▶ **MATERIALS PROVIDED**:
# # #

//! In-memory [`Connection`] used by the hub tests.

#![allow(clippy::unwrap_used)]

use std::sync::Arc;
use std::sync::Mutex;
use std::sync::atomic::{AtomicBool, Ordering};

use crate::connection::{Connection, TransportError};

/// What happens once the connection has accepted `limit` frames.
#[derive(Clone, Copy)]
enum Overflow {
    /// Fail immediately, like a full outbound channel.
    Reject,
    /// Never complete, like a socket whose peer stopped reading.
    Hang,
}

/// Records every frame it is sent; can be told to fail or to stop reading.
#[derive(Default)]
pub struct RecordingConnection {
    frames: Mutex<Vec<String>>,
    fail: AtomicBool,
    closed: AtomicBool,
    limit: Option<(usize, Overflow)>,
}

impl RecordingConnection {
    pub fn new() -> Arc<Self> {
        Arc::new(Self::default())
    }

    /// Accepts `limit` frames, then reports a full buffer.
    pub fn bounded(limit: usize) -> Arc<Self> {
        Arc::new(Self {
            limit: Some((limit, Overflow::Reject)),
            ..Self::default()
        })
    }

    /// Accepts `limit` frames, then every send hangs forever.
    pub fn hanging_after(limit: usize) -> Arc<Self> {
        Arc::new(Self {
            limit: Some((limit, Overflow::Hang)),
            ..Self::default()
        })
    }

    pub fn fail_sends(&self) {
        self.fail.store(true, Ordering::SeqCst);
    }

    /// Whether the hub closed this connection.
    pub fn is_closed(&self) -> bool {
        self.closed.load(Ordering::SeqCst)
    }

    pub fn frames(&self) -> Vec<serde_json::Value> {
        self.frames
            .lock()
            .unwrap()
            .iter()
            .map(|f| serde_json::from_str(f).unwrap())
            .collect()
    }
}

impl Connection for RecordingConnection {
    type Frame = Arc<str>;

    async fn send(&self, frame: Arc<str>) -> Result<(), TransportError> {
        if self.fail.load(Ordering::SeqCst) {
            return Err(TransportError::Closed);
        }
        if let Some((limit, overflow)) = self.limit {
            let full = self.frames.lock().unwrap().len() >= limit;
            match overflow {
                Overflow::Reject if full => return Err(TransportError::Full),
                Overflow::Hang if full => std::future::pending::<()>().await,
                _ => {}
            }
        }
        self.frames.lock().unwrap().push(frame.to_string());
        Ok(())
    }

    fn close(&self) {
        self.closed.store(true, Ordering::SeqCst);
    }
}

# # #

▶ **ASSIGNMENT**: Filter the entries above and keep only the lines with the word "like".

▶ **RESULT**:
    /// Fail immediately, like a full outbound channel.
    /// Never complete, like a socket whose peer stopped reading.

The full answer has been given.